### Data to process
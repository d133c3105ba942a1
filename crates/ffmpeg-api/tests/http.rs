//! End-to-end tests of the HTTP surface against a scripted engine.

use std::path::Path;
use std::sync::Arc;
use std::sync::atomic::{AtomicU64, AtomicUsize, Ordering};

use async_trait::async_trait;
use axum::Router;
use axum::body::{Body, to_bytes};
use axum::http::{Request, StatusCode, header};
use base64::{Engine as _, engine::general_purpose::STANDARD};
use tower::ServiceExt;

use ffmpeg_api::{AppState, Engine, EngineError, EngineHandle, SharedEngine, Workspace, router};

const BOUNDARY: &str = "ffmpeg-api-test-boundary";

static TEST_COUNTER: AtomicU64 = AtomicU64::new(0);

/// Produces one fake PNG per requested frame, or a fake MP4 prefixed with
/// the requested window.
#[derive(Debug, Default)]
struct ScriptedEngine {
    runs: AtomicUsize,
}

fn arg_after<'a>(args: &'a [String], flag: &str) -> Option<&'a str> {
    args.iter()
        .position(|a| a == flag)
        .and_then(|i| args.get(i + 1))
        .map(String::as_str)
}

#[async_trait]
impl Engine for ScriptedEngine {
    async fn run(&self, cwd: &Path, args: &[String]) -> Result<(), EngineError> {
        self.runs.fetch_add(1, Ordering::SeqCst);

        let input = arg_after(args, "-i").expect("input");
        let data = tokio::fs::read(cwd.join(input)).await?;
        if data.starts_with(b"corrupt") {
            return Err(EngineError::Failed {
                code: Some(1),
                stderr: "moov atom not found".to_string(),
            });
        }

        let output = args.last().expect("output");
        if output.contains("%d") {
            let count: u32 = arg_after(args, "-frames:v")
                .expect("frame limit")
                .parse()
                .expect("number");
            for n in 1..=count {
                let name = output.replace("%d", &n.to_string());
                tokio::fs::write(cwd.join(name), format!("PNG frame {n}")).await?;
            }
        } else {
            let start = arg_after(args, "-ss").expect("start");
            let end = arg_after(args, "-to").expect("end");
            let mut clip = format!("mp4 {start}-{end} ").into_bytes();
            clip.extend_from_slice(&data);
            tokio::fs::write(cwd.join(output), clip).await?;
        }
        Ok(())
    }

    fn version(&self) -> &str {
        "scripted 1.0"
    }
}

struct Harness {
    app: Router,
    engine: Arc<ScriptedEngine>,
    workspace: Arc<Workspace>,
}

fn harness(name: &str, max_upload_bytes: usize) -> Harness {
    let id = TEST_COUNTER.fetch_add(1, Ordering::SeqCst);
    let root = std::env::temp_dir().join(format!("ffmpeg-api-http-{name}-{id}"));
    let _ = std::fs::remove_dir_all(&root);

    let engine = Arc::new(ScriptedEngine::default());
    let workspace = Arc::new(Workspace::open(root).expect("workspace"));
    let handle = EngineHandle::ready(Arc::clone(&engine) as SharedEngine);
    let state = AppState::with_engine(Arc::new(handle), Arc::clone(&workspace), max_upload_bytes);

    Harness {
        app: router(state),
        engine,
        workspace,
    }
}

fn multipart_body(field: &str, data: &[u8]) -> Vec<u8> {
    let mut body = format!(
        "--{BOUNDARY}\r\nContent-Disposition: form-data; name=\"{field}\"; filename=\"clip.mp4\"\r\nContent-Type: video/mp4\r\n\r\n"
    )
    .into_bytes();
    body.extend_from_slice(data);
    body.extend_from_slice(format!("\r\n--{BOUNDARY}--\r\n").as_bytes());
    body
}

fn upload(uri: &str, field: &str, data: &[u8]) -> Request<Body> {
    Request::builder()
        .method("POST")
        .uri(uri)
        .header(
            header::CONTENT_TYPE,
            format!("multipart/form-data; boundary={BOUNDARY}"),
        )
        .body(Body::from(multipart_body(field, data)))
        .unwrap()
}

async fn body_json(response: axum::response::Response) -> serde_json::Value {
    let bytes = to_bytes(response.into_body(), usize::MAX).await.unwrap();
    serde_json::from_slice(&bytes).unwrap()
}

async fn assert_json_bad_request(response: axum::response::Response) -> String {
    assert_eq!(response.status(), StatusCode::BAD_REQUEST);
    let content_type = response
        .headers()
        .get(header::CONTENT_TYPE)
        .unwrap()
        .to_str()
        .unwrap()
        .to_string();
    assert_eq!(content_type, "application/json");
    let json = body_json(response).await;
    json["error"].as_str().unwrap().to_string()
}

#[tokio::test]
async fn frames_for_twelve_seconds_returns_nine_pngs() {
    let h = harness("frames", 1024 * 1024);

    let response = h
        .app
        .oneshot(upload("/frames?duration=12", "video", b"video bytes"))
        .await
        .unwrap();

    assert_eq!(response.status(), StatusCode::OK);
    let json = body_json(response).await;
    assert_eq!(json["count"], 9);
    assert_eq!(json["samplingRateHz"], 1.0);

    let frames = json["frames"].as_array().unwrap();
    assert_eq!(frames.len(), 9);
    let first = STANDARD.decode(frames[0].as_str().unwrap()).unwrap();
    assert_eq!(first, b"PNG frame 1".to_vec());

    assert!(h.workspace.entries().unwrap().is_empty());
}

#[tokio::test]
async fn frames_outside_the_table_are_rejected_before_the_engine() {
    let h = harness("frames-too-long", 1024 * 1024);

    let response = h
        .app
        .oneshot(upload("/frames?duration=70", "video", b"video bytes"))
        .await
        .unwrap();

    assert_eq!(response.status(), StatusCode::BAD_REQUEST);
    let json = body_json(response).await;
    assert!(json["error"].as_str().unwrap().contains("70"));
    assert_eq!(h.engine.runs.load(Ordering::SeqCst), 0);
}

#[tokio::test]
async fn trim_returns_attachment_with_exact_length() {
    let h = harness("trim", 1024 * 1024);

    let response = h
        .app
        .oneshot(upload(
            "/trim?startTime=00:00:01&endTime=00:00:03",
            "video",
            b"video bytes",
        ))
        .await
        .unwrap();

    assert_eq!(response.status(), StatusCode::OK);
    let headers = response.headers().clone();
    assert_eq!(headers[header::CONTENT_TYPE], "video/mp4");
    assert_eq!(
        headers[header::CONTENT_DISPOSITION],
        "attachment; filename=output.mp4"
    );

    let body = to_bytes(response.into_body(), usize::MAX).await.unwrap();
    assert_eq!(body.as_ref(), b"mp4 00:00:01.000-00:00:03.000 video bytes");
    assert_eq!(
        headers[header::CONTENT_LENGTH].to_str().unwrap(),
        body.len().to_string()
    );
    assert!(h.workspace.entries().unwrap().is_empty());
}

#[tokio::test]
async fn thumbnail_and_trim_produce_identical_clips() {
    let h = harness("thumbnail", 1024 * 1024);
    let uri = "startTime=2&endTime=00:00:04.5";

    let trim = h
        .app
        .clone()
        .oneshot(upload(&format!("/trim?{uri}"), "video", b"same input"))
        .await
        .unwrap();
    let thumb = h
        .app
        .oneshot(upload(&format!("/thumbnail?{uri}"), "video", b"same input"))
        .await
        .unwrap();

    assert_eq!(trim.status(), StatusCode::OK);
    assert_eq!(thumb.status(), StatusCode::OK);
    let trim = to_bytes(trim.into_body(), usize::MAX).await.unwrap();
    let thumb = to_bytes(thumb.into_body(), usize::MAX).await.unwrap();
    assert_eq!(trim, thumb);
}

#[tokio::test]
async fn engine_failure_is_a_bare_server_error() {
    let h = harness("corrupt", 1024 * 1024);

    let response = h
        .app
        .oneshot(upload("/trim?startTime=1&endTime=3", "video", b"corrupt data"))
        .await
        .unwrap();

    assert_eq!(response.status(), StatusCode::INTERNAL_SERVER_ERROR);
    let body = to_bytes(response.into_body(), usize::MAX).await.unwrap();
    assert!(body.is_empty());
    assert!(h.workspace.entries().unwrap().is_empty());
}

#[tokio::test]
async fn malformed_time_range_is_rejected() {
    let h = harness("bad-range", 1024 * 1024);

    let response = h
        .app
        .oneshot(upload("/trim?startTime=00:00:05&endTime=-f", "video", b"video"))
        .await
        .unwrap();

    assert_eq!(response.status(), StatusCode::BAD_REQUEST);
    assert_eq!(h.engine.runs.load(Ordering::SeqCst), 0);
}

#[tokio::test]
async fn missing_video_field_is_rejected() {
    let h = harness("no-field", 1024 * 1024);

    let response = h
        .app
        .oneshot(upload("/frames?duration=5", "file", b"video"))
        .await
        .unwrap();

    assert_eq!(response.status(), StatusCode::BAD_REQUEST);
    let json = body_json(response).await;
    assert!(json["error"].as_str().unwrap().contains("video"));
}

#[tokio::test]
async fn oversized_upload_is_rejected() {
    let h = harness("too-large", 64);

    let response = h
        .app
        .oneshot(upload("/trim?startTime=1&endTime=3", "video", &[0u8; 4096]))
        .await
        .unwrap();

    assert_eq!(response.status(), StatusCode::PAYLOAD_TOO_LARGE);
    assert_eq!(h.engine.runs.load(Ordering::SeqCst), 0);
}

#[tokio::test]
async fn upload_at_the_limit_is_accepted() {
    let h = harness("at-limit", 1024);

    let response = h
        .app
        .oneshot(upload("/trim?startTime=1&endTime=3", "video", &[7u8; 1024]))
        .await
        .unwrap();

    assert_eq!(response.status(), StatusCode::OK);
    assert_eq!(h.engine.runs.load(Ordering::SeqCst), 1);
}

#[tokio::test]
async fn unsupported_duration_is_rejected_before_reading_the_upload() {
    let h = harness("early-reject", 64);

    // Larger than the whole-body limit, so reading it would answer 413.
    let response = h
        .app
        .oneshot(upload("/frames?duration=70", "video", &[0u8; 70_000]))
        .await
        .unwrap();

    assert_eq!(response.status(), StatusCode::BAD_REQUEST);
    let json = body_json(response).await;
    assert!(json["error"].as_str().unwrap().contains("70"));
    assert_eq!(h.engine.runs.load(Ordering::SeqCst), 0);
}

#[tokio::test]
async fn non_numeric_duration_is_a_json_bad_request() {
    let h = harness("bad-duration", 1024 * 1024);

    let response = h
        .app
        .oneshot(upload("/frames?duration=abc", "video", b"video"))
        .await
        .unwrap();

    let error = assert_json_bad_request(response).await;
    assert!(error.starts_with("invalid query"), "{error}");
    assert_eq!(h.engine.runs.load(Ordering::SeqCst), 0);
}

#[tokio::test]
async fn missing_end_time_is_a_json_bad_request() {
    let h = harness("no-end", 1024 * 1024);

    let response = h
        .app
        .oneshot(upload("/trim?startTime=1", "video", b"video"))
        .await
        .unwrap();

    let error = assert_json_bad_request(response).await;
    assert!(error.contains("endTime"), "{error}");
    assert_eq!(h.engine.runs.load(Ordering::SeqCst), 0);
}

#[tokio::test]
async fn health_reports_engine_state() {
    let h = harness("health", 1024);

    let response = h
        .app
        .oneshot(Request::builder().uri("/health").body(Body::empty()).unwrap())
        .await
        .unwrap();

    assert_eq!(response.status(), StatusCode::OK);
    let json = body_json(response).await;
    assert_eq!(json["status"], "ok");
    assert_eq!(json["engine"]["state"], "ready");
}

#[tokio::test]
async fn info_reports_engine_version() {
    let h = harness("info", 1024);

    let response = h
        .app
        .oneshot(Request::builder().uri("/info").body(Body::empty()).unwrap())
        .await
        .unwrap();

    let json = body_json(response).await;
    assert_eq!(json["engine_version"], "scripted 1.0");
    assert_eq!(json["version"], env!("CARGO_PKG_VERSION"));
}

### What this task involves
Please return a copy of each line in the entries that has the string "builder".

### Response to the task
    Request::builder()
        .oneshot(Request::builder().uri("/health").body(Body::empty()).unwrap())
        .oneshot(Request::builder().uri("/info").body(Body::empty()).unwrap())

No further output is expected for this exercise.